Tuesday, July 21, 2015

Another Reporter Confusing Mobile Homes and Modular Homes

Modcoach Note: I read this article a couple of times and still can't believe that it states that manufactured housing is equal to or better than site built homes and all for as little as $30,000.

Factory built homes appeal to millennials, boomers across America

writing an article on “83” website

A funny thing is happening on the way to the nation's housing recovery: Some folks are beginning to take stock of their sprawling McMansions -- with the big lawns, cluttered closets and inflated energy bills -- and saying, "Enough!"

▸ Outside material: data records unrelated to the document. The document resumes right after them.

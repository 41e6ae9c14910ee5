//! The in-memory property collection.
//!
//! One collection exists per session. Every component receives it by
//! reference; all mutation goes through `add`, `remove`, `set_active` and
//! `install` so the id-uniqueness and single-selection rules hold.

use super::property::{Property, PropertyId};
use super::record::{GeometryForm, PropertyRecord};
use crate::geo::{self, LayerId, LayerStyle, MapSurface, SurfaceError};
use std::collections::HashSet;

/// Errors raised by collection mutations.
#[derive(Debug, Clone, PartialEq, Eq, thiserror::Error)]
pub enum CollectionError {
    #[error("a property with id {0} already exists")]
    DuplicateId(PropertyId),
    #[error("no property with id {0}")]
    UnknownId(PropertyId),
    #[error(transparent)]
    Surface(#[from] SurfaceError),
}

/// Records produced from the collection for storage or sharing.
#[derive(Debug, Default)]
pub struct Snapshot {
    pub records: Vec<PropertyRecord>,
    /// Properties left out because their geometry could not be encoded.
    pub omitted: Vec<PropertyId>,
}

/// Outcome of installing a batch of decoded properties.
#[derive(Debug, Clone, Copy, Default, PartialEq, Eq)]
pub struct InstallReport {
    pub installed: usize,
    pub rejected: usize,
}

/// Ordered set of properties with a single optional active selection.
#[derive(Debug, Default)]
pub struct PropertyCollection {
    items: Vec<Property>,
    active: Option<PropertyId>,
}

impl PropertyCollection {
    pub fn new() -> Self {
        Self::default()
    }

    pub fn len(&self) -> usize {
        self.items.len()
    }

    pub fn is_empty(&self) -> bool {
        self.items.is_empty()
    }

    pub fn iter(&self) -> impl Iterator<Item = &Property> {
        self.items.iter()
    }

    pub fn get(&self, id: &PropertyId) -> Option<&Property> {
        self.items.iter().find(|p| &p.id == id)
    }

    pub fn get_mut(&mut self, id: &PropertyId) -> Option<&mut Property> {
        self.items.iter_mut().find(|p| &p.id == id)
    }

    pub fn find_by_layer(&self, layer: LayerId) -> Option<&Property> {
        self.items.iter().find(|p| p.layer == Some(layer))
    }

    pub fn active(&self) -> Option<&Property> {
        self.active.as_ref().and_then(|id| self.get(id))
    }

    /// Appends a property. Ids must be unique.
    pub fn add(&mut self, property: Property) -> Result<(), CollectionError> {
        if self.get(&property.id).is_some() {
            return Err(CollectionError::DuplicateId(property.id));
        }
        self.items.push(property);
        Ok(())
    }

    /// Removes a property from the collection and its shape from the map.
    pub fn remove<M: MapSurface>(
        &mut self,
        id: &PropertyId,
        map: &mut M,
    ) -> Result<Property, CollectionError> {
        let index = self
            .items
            .iter()
            .position(|p| &p.id == id)
            .ok_or_else(|| CollectionError::UnknownId(id.clone()))?;
        let property = self.items.remove(index);
        if let Some(layer) = property.layer {
            map.remove_layer(layer);
        }
        if self.active.as_ref() == Some(id) {
            self.active = None;
        }
        Ok(property)
    }

    /// Removes every property and its shape.
    pub fn clear<M: MapSurface>(&mut self, map: &mut M) {
        for property in self.items.drain(..) {
            if let Some(layer) = property.layer {
                map.remove_layer(layer);
            }
        }
        self.active = None;
    }

    /// Makes `id` the active property.
    ///
    /// The previously active property gets its default style back before
    /// the new one is highlighted.
    pub fn set_active<M: MapSurface>(
        &mut self,
        id: &PropertyId,
        map: &mut M,
    ) -> Result<&Property, CollectionError> {
        let layer = self
            .get(id)
            .ok_or_else(|| CollectionError::UnknownId(id.clone()))?
            .layer;

        if let Some(previous) = self.active().and_then(|p| p.layer) {
            map.set_style(previous, &LayerStyle::DEFAULT);
        }
        if let Some(layer) = layer {
            map.set_style(layer, &LayerStyle::HIGHLIGHT);
        }
        self.active = Some(id.clone());
        self.get(id)
            .ok_or_else(|| CollectionError::UnknownId(id.clone()))
    }

    /// Renders a property and adds it to the collection.
    pub fn add_rendered<M: MapSurface>(
        &mut self,
        mut property: Property,
        map: &mut M,
    ) -> Result<PropertyId, CollectionError> {
        if self.get(&property.id).is_some() {
            return Err(CollectionError::DuplicateId(property.id));
        }
        let layer = map.add_layer(&property.geometry, &LayerStyle::DEFAULT)?;
        property.layer = Some(layer);
        let id = property.id.clone();
        self.items.push(property);
        Ok(id)
    }

    /// Replaces the whole collection with a decoded batch.
    ///
    /// Properties with unusable geometry, repeated ids or that the map
    /// refuses are counted as rejected; the rest are rendered in order.
    /// The current collection is kept when nothing in the batch is usable.
    pub fn install<M: MapSurface>(
        &mut self,
        properties: Vec<Property>,
        map: &mut M,
    ) -> InstallReport {
        let mut report = InstallReport::default();
        let mut seen = HashSet::new();
        let mut accepted = Vec::with_capacity(properties.len());
        for property in properties {
            if let Err(e) = geo::geometry::validate(&property.geometry) {
                log::warn!("Skipping property {}: {}", property.name, e);
                report.rejected += 1;
            } else if !seen.insert(property.id.clone()) {
                log::warn!("Skipping property {}: duplicate id {}", property.name, property.id);
                report.rejected += 1;
            } else {
                accepted.push(property);
            }
        }
        if accepted.is_empty() {
            log::warn!("No usable property in batch; keeping {} current ones", self.len());
            return report;
        }

        self.clear(map);
        for property in accepted {
            let name = property.name.clone();
            match self.add_rendered(property, map) {
                Ok(_) => report.installed += 1,
                Err(e) => {
                    log::warn!("Skipping property {}: {}", name, e);
                    report.rejected += 1;
                }
            }
        }
        report
    }

    /// Re-derives every property's geometry from its rendered shape.
    ///
    /// Properties without a layer use their stored geometry. Properties whose
    /// shape cannot be encoded are listed in `omitted`.
    pub fn snapshot<M: MapSurface>(&self, map: &M, form: GeometryForm) -> Snapshot {
        let mut snapshot = Snapshot::default();
        for property in &self.items {
            let geometry = match property.layer {
                Some(layer) => geo::encode_layer(map, layer),
                None => geo::geometry::validate(&property.geometry)
                    .ok()
                    .map(|_| property.geometry.clone()),
            };
            let record = geometry
                .as_ref()
                .and_then(|g| PropertyRecord::from_property(property, g, form).ok());
            match record {
                Some(record) => snapshot.records.push(record),
                None => {
                    log::warn!(
                        "Omitting property {} ({}): geometry could not be encoded",
                        property.name,
                        property.id
                    );
                    snapshot.omitted.push(property.id.clone());
                }
            }
        }
        snapshot
    }

    /// Bounding box of every property's geometry.
    pub fn bounds(&self) -> Option<geo_types::Rect<f64>> {
        geo::bounds(self.items.iter().map(|p| &p.geometry))
    }
}

#[cfg(test)]
mod tests {
    use super::*;
    use crate::geo::MemoryMap;
    use crate::model::PropertyKind;
    use geojson::{Geometry, Value};

    fn parcel(id: &str) -> Property {
        let mut property = Property::new(
            id,
            PropertyKind::Kml,
            Geometry::new(Value::Polygon(vec![vec![
                vec![0.0, 0.0],
                vec![0.01, 0.0],
                vec![0.01, 0.01],
                vec![0.0, 0.0],
            ]])),
        );
        property.id = PropertyId::from(id);
        property
    }

    #[test]
    fn test_duplicate_ids_are_rejected() {
        let mut map = MemoryMap::new();
        let mut collection = PropertyCollection::new();
        collection.add_rendered(parcel("a"), &mut map).unwrap();
        assert_eq!(
            collection.add_rendered(parcel("a"), &mut map),
            Err(CollectionError::DuplicateId(PropertyId::from("a")))
        );
        assert_eq!(
            collection.add(parcel("a")),
            Err(CollectionError::DuplicateId(PropertyId::from("a")))
        );
        assert_eq!(map.layer_count(), 1);
    }

    #[test]
    fn test_set_active_restores_previous_style() {
        let mut map = MemoryMap::new();
        let mut collection = PropertyCollection::new();
        collection.add_rendered(parcel("a"), &mut map).unwrap();
        collection.add_rendered(parcel("b"), &mut map).unwrap();
        let layer_a = collection.get(&"a".into()).unwrap().layer.unwrap();
        let layer_b = collection.get(&"b".into()).unwrap().layer.unwrap();

        collection.set_active(&"a".into(), &mut map).unwrap();
        assert_eq!(map.layer(layer_a).unwrap().style, LayerStyle::HIGHLIGHT);

        collection.set_active(&"b".into(), &mut map).unwrap();
        assert_eq!(map.layer(layer_a).unwrap().style, LayerStyle::DEFAULT);
        assert_eq!(map.layer(layer_b).unwrap().style, LayerStyle::HIGHLIGHT);
        assert_eq!(collection.active().unwrap().id.as_str(), "b");

        assert!(collection.set_active(&"zzz".into(), &mut map).is_err());
        assert_eq!(collection.active().unwrap().id.as_str(), "b");
    }

    #[test]
    fn test_remove_detaches_layer_and_clears_selection() {
        let mut map = MemoryMap::new();
        let mut collection = PropertyCollection::new();
        collection.add_rendered(parcel("a"), &mut map).unwrap();
        collection.set_active(&"a".into(), &mut map).unwrap();
        let layer = collection.get(&"a".into()).unwrap().layer.unwrap();

        let removed = collection.remove(&"a".into(), &mut map).unwrap();
        assert_eq!(removed.id.as_str(), "a");
        assert!(!map.contains(layer));
        assert!(collection.active().is_none());
        assert!(collection.is_empty());
    }

    #[test]
    fn test_snapshot_omits_unencodable_shapes() {
        let mut map = MemoryMap::new();
        let mut collection = PropertyCollection::new();
        collection.add_rendered(parcel("a"), &mut map).unwrap();
        collection.add_rendered(parcel("b"), &mut map).unwrap();
        let layer_b = collection.get(&"b".into()).unwrap().layer.unwrap();
        map.replace_geometry(layer_b, serde_json::json!({"type": "Point", "coordinates": [0, 0]}));

        let snapshot = collection.snapshot(&map, GeometryForm::Object);
        assert_eq!(snapshot.records.len(), 1);
        assert_eq!(snapshot.records[0].id.as_deref(), Some("a"));
        assert_eq!(snapshot.omitted, vec![PropertyId::from("b")]);
    }

    #[test]
    fn test_install_replaces_and_counts_duplicates() {
        let mut map = MemoryMap::new();
        let mut collection = PropertyCollection::new();
        collection.add_rendered(parcel("old"), &mut map).unwrap();

        let report = collection.install(vec![parcel("x"), parcel("x"), parcel("y")], &mut map);
        assert_eq!(report, InstallReport { installed: 2, rejected: 1 });
        assert!(collection.get(&"old".into()).is_none());
        assert_eq!(map.layer_count(), 2);
    }

    #[test]
    fn test_install_keeps_collection_when_batch_is_unusable() {
        let mut map = MemoryMap::new();
        let mut collection = PropertyCollection::new();
        collection.add_rendered(parcel("kept"), &mut map).unwrap();

        let mut broken = parcel("broken");
        broken.geometry = Geometry::new(Value::Point(vec![0.0, 0.0]));
        let report = collection.install(vec![broken], &mut map);

        assert_eq!(report, InstallReport { installed: 0, rejected: 1 });
        assert!(collection.get(&"kept".into()).is_some());
        assert_eq!(map.layer_count(), 1);
    }
}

Enough with the maintenance. Enough with the trappings of conspicuous consumption. Enough with the mortgage payments marching into the great beyond.

"Shade and Shelter" manufactured home

They want something smaller, greener, sleeker -- something modern, well-built and inexpensive -- but still very nice. For a growing number of today's homebuyers, that means a factory-built home.

"I think the product makes a lot of sense for people coming through this recovery," says Evan Atkinson, an Ohio retailer, developer and community operator whose family has been in the manufactured housing business since 1947.

Back then, they were called trailers and, later, mobile homes -- cringe-worthy terms the industry has struggled to erase from popular lexicon.

Most of the old pre-fab metal boxes came with wheels and an enduring reputation that supplied plenty of fodder for comedian Jeff Foxworthy's trademark routine: "You might be a redneck if …"

Never mind that a mobile home has not been built in the U.S. since 1976, when the industry adopted standards set forth by the U.S. Department of Housing and Urban Development.

"Today's HUD-code manufactured homes are as well-built, or even better-built, than a comparable site-built home -- and cost half the price", according to Bill Matchneer, a Senior Attorney at Bradley Arant Boult Cummings law firm in Pittsburgh who once managed HUD's manufactured housing program.

A brand new entry level "shade and shelter" model -- with central air and all the comforts of home -- can be had for as little as $30,000, while larger, multi-section models with vaulted ceilings, fireplaces, walk-in showers and spa tubs run $60,000 or more.


SonnenBrille said...

Insulation not included....

Anonymous said...

Maybe when the industry decides to stop building ON FRAME hybrids the confusion will end for the public and the journalists. At least the article identified the two story home image as Modular.